In the Just Cause 2 testing, the HD6870 Vapor-X card was able to stay in just about the middle of the range performance, no matter if it was overclocked or at stock. However, once it was overclocked, it was able to pick up an extra 5 FPS compared to the stock testing at 2560 x 1600.


Unigine Heaven Benchmark 2.0 is a DirectX 11 GPU benchmark based on the Unigine engine. What sets the Heaven Benchmark apart is the addition of hardware tessellation, available in three modes — Moderate, Normal and Extreme. Although tessellation requires a video card with DirectX 11 support and Windows Vista/7, the Heaven Benchmark also supports DirectX 9, DirectX 10 and OpenGL. Visually, it features beautiful floating islands that contain a tiny village and extremely detailed architecture.














Higher = Better


During the Unigine 2.1 testing, once the HD6870 Vapor-X card was overclocked, it was able to give scores comparable to the XFX HD6950 and the ASUS GTX 570 at the 2560 x 1600 testing.

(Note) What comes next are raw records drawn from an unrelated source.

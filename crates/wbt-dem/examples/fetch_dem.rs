//! Example: Download a 3DEP or NASADEM DEM and summarize it.
//!
//! Usage: cargo run --example fetch_dem -- <west> <south> <east> <north> [3dep|nasadem] [out.tif]

use std::env;
use std::time::Instant;
use wbt_dem::{get_3dep, get_nasadem, tif_to_array};

fn main() {
    let args: Vec<String> = env::args().collect();

    if args.len() < 5 {
        eprintln!("Usage: {} <west> <south> <east> <north> [3dep|nasadem] [out.tif]", args[0]);
        eprintln!("Example: {} -95.3 29.6 -95.2 29.7 3dep dem.tif", args[0]);
        std::process::exit(1);
    }

    let coords: Vec<f64> = args[1..5]
        .iter()
        .map(|s| s.parse().expect("Invalid coordinate"))
        .collect();
    let bbox = (coords[0], coords[1], coords[2], coords[3]);
    let source = args.get(5).map(|s| s.as_str()).unwrap_or("3dep");
    let out = args.get(6).map(|s| s.as_str()).unwrap_or("dem.tif");

    println!("Fetching {} DEM for {:?}...", source, bbox);
    let start = Instant::now();

    let result = match source {
        "3dep" => get_3dep(bbox, out, 30, true),
        "nasadem" => get_nasadem(bbox, out, true),
        other => {
            eprintln!("Unknown source: {}", other);
            std::process::exit(1);
        }
    };
    if let Err(e) = result {
        eprintln!("Error: {}", e);
        std::process::exit(1);
    }
    println!("Saved {} in {:.2}s", out, start.elapsed().as_secs_f64());

    match tif_to_array(out, None, Some("elevation"), None, None) {
        Ok(dem) => {
            let (rows, cols) = dem.shape();
            println!("Shape: {} rows x {} cols", rows, cols);
            println!("CRS: EPSG:{}", dem.crs.map_or("unknown".to_string(), |c| c.to_string()));
            if let Some(mean) = dem.mean() {
                println!("Mean elevation: {:.2} meters", mean);
            }
        }
        Err(e) => {
            eprintln!("Error reading {}: {}", out, e);
            std::process::exit(1);
        }
    }
}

Batman: Arkham Asylum is a new game that brings together two bitter rivals, the Joker and Batman. The Joker has taken over Arkham Asylum, Gotham's home for the criminally insane. Your task is to rein the Joker back in and restore order. This game makes use of PhysX technology to create a rich environment for you to become the Dark Knight.













Higher = Better


The Batman: Arkham Asylum testing shows that the Sapphire HD6870 Vapor-X video card was able to stand its ground and beat out a few more cards once it was overclocked, but it was towards the middle of the heap throughout this benchmark’s testing.

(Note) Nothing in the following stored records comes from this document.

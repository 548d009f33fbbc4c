//! GeoTIFF to labelled 2-D array conversion.

use crate::raster::{DataType, Raster};
use crate::{DemError, Result};
use ndarray::Array2;
use std::collections::BTreeMap;
use std::path::Path;

/// A single-band raster as a 2-D array with pixel-centre coordinates.
///
/// `data` is indexed `[row, col]` with row 0 at the northern edge; `y[row]`
/// and `x[col]` give the centre coordinates in the raster CRS.
#[derive(Debug, Clone)]
pub struct RasterArray {
    pub data: Array2<f64>,
    pub x: Vec<f64>,
    pub y: Vec<f64>,
    pub dtype: DataType,
    pub nodata: Option<f64>,
    pub crs: Option<u16>,
    pub attrs: BTreeMap<String, String>,
}

impl RasterArray {
    /// (rows, cols).
    pub fn shape(&self) -> (usize, usize) {
        self.data.dim()
    }

    /// Mean of all valid cells (NaN and nodata excluded).
    pub fn mean(&self) -> Option<f64> {
        let (sum, count) = self
            .data
            .iter()
            .filter(|v| !v.is_nan() && self.nodata.map_or(true, |nd| **v != nd))
            .fold((0.0, 0usize), |(s, c), v| (s + v, c + 1));
        (count > 0).then(|| sum / count as f64)
    }
}

/// Read a single-band GeoTIFF into a [`RasterArray`].
///
/// # Arguments
/// * `dtype` - Cast values to this type; `None` keeps the file's type
/// * `name` - Stored in `attrs["name"]`
/// * `long_name` - Stored in `attrs["long_name"]`
/// * `nodata` - Override the file's nodata value
///
/// For floating types, nodata cells become NaN and NaN becomes the nodata value.
pub fn tif_to_array<P: AsRef<Path>>(
    tif_path: P,
    dtype: Option<DataType>,
    name: Option<&str>,
    long_name: Option<&str>,
    nodata: Option<f64>,
) -> Result<RasterArray> {
    let raster = Raster::read(tif_path)?;
    raster_to_array(raster, dtype, name, long_name, nodata)
}

fn raster_to_array(
    raster: Raster,
    dtype: Option<DataType>,
    name: Option<&str>,
    long_name: Option<&str>,
    nodata_override: Option<f64>,
) -> Result<RasterArray> {
    let (width, height) = (raster.width(), raster.height());
    let transform = *raster.transform();
    let crs = raster.crs();
    let mut attrs = raster.metadata().clone();
    let mut nodata = nodata_override.or(raster.nodata());
    let dtype = dtype.unwrap_or(raster.dtype());

    let mut values = raster.into_data();
    if dtype != DataType::F64 {
        for v in values.iter_mut() {
            *v = dtype.cast(*v);
        }
    }

    if dtype.is_float() {
        if let Some(nd) = nodata.filter(|v| !v.is_nan()) {
            let nd = dtype.cast(nd);
            for v in values.iter_mut() {
                if *v == nd {
                    *v = f64::NAN;
                }
            }
            nodata = Some(f64::NAN);
        }
    }

    if let Some(name) = name.filter(|s| !s.is_empty()) {
        attrs.insert("name".to_string(), name.to_string());
    }
    if let Some(long_name) = long_name.filter(|s| !s.is_empty()) {
        attrs.insert("long_name".to_string(), long_name.to_string());
    }

    let x = (0..width).map(|c| transform.pixel_center(c, 0).0).collect();
    let y = (0..height).map(|r| transform.pixel_center(0, r).1).collect();
    let data = Array2::from_shape_vec((height, width), values).map_err(|e| {
        DemError::InvalidGeoTiff(format!("pixel buffer does not match {width}x{height}: {e}"))
    })?;

    Ok(RasterArray {
        data,
        x,
        y,
        dtype,
        nodata,
        crs,
        attrs,
    })
}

Battlefield: Bad Company 2 is a first-person shooter developed by EA Digital Illusions CE (DICE) and published by Electronic Arts for Windows, PS3 and XBox. This game is part of the Battlefield franchise and uses the Frostbite 1.5 Engine, allowing for destructible environments. You can play the single player campaign or multiplayer with five different game modes. Released in March 2010, it has so far sold in excess of six million copies.













Higher = Better


The newest of our benchmarks, Battlefield: Bad Company 2 has the Sapphire HD6870 Vapor-X graphics card once again towards the average side of the things at both stock and overclocked settings.


3DMark 11 is the next installment for Futuremark in the 3DMark series with Vantage as its predecessor. The name implies that this benchmark is for Microsoft DirectX 11 and with an unintended coincidence, the name matches the upcoming date in number (which was the naming scheme to some prior versions of 3DMark nonetheless). 3DMark 11 is designed solely for DirectX 11 so Windows Vista or 7 are required along with a DirectX 11 graphics card in order to run this test. The Basic Edition has unlimited free tests on performance mode whereas Vantage only allowed for a single test run. The advanced edition costs $19.95 and unlocks nearly all of the features of the benchmark and the professional edition runs $995.00 and is mainly suited for corporate use. The new benchmark contains six tests, four of which are aimed only at graphical testing, one to test for physics handling and one to combine graphics and physics testing together. The open source Bullet Physics library is used for physics simulations and although not as mainstream as Havok or PhysX, it still seems to be a popular choice.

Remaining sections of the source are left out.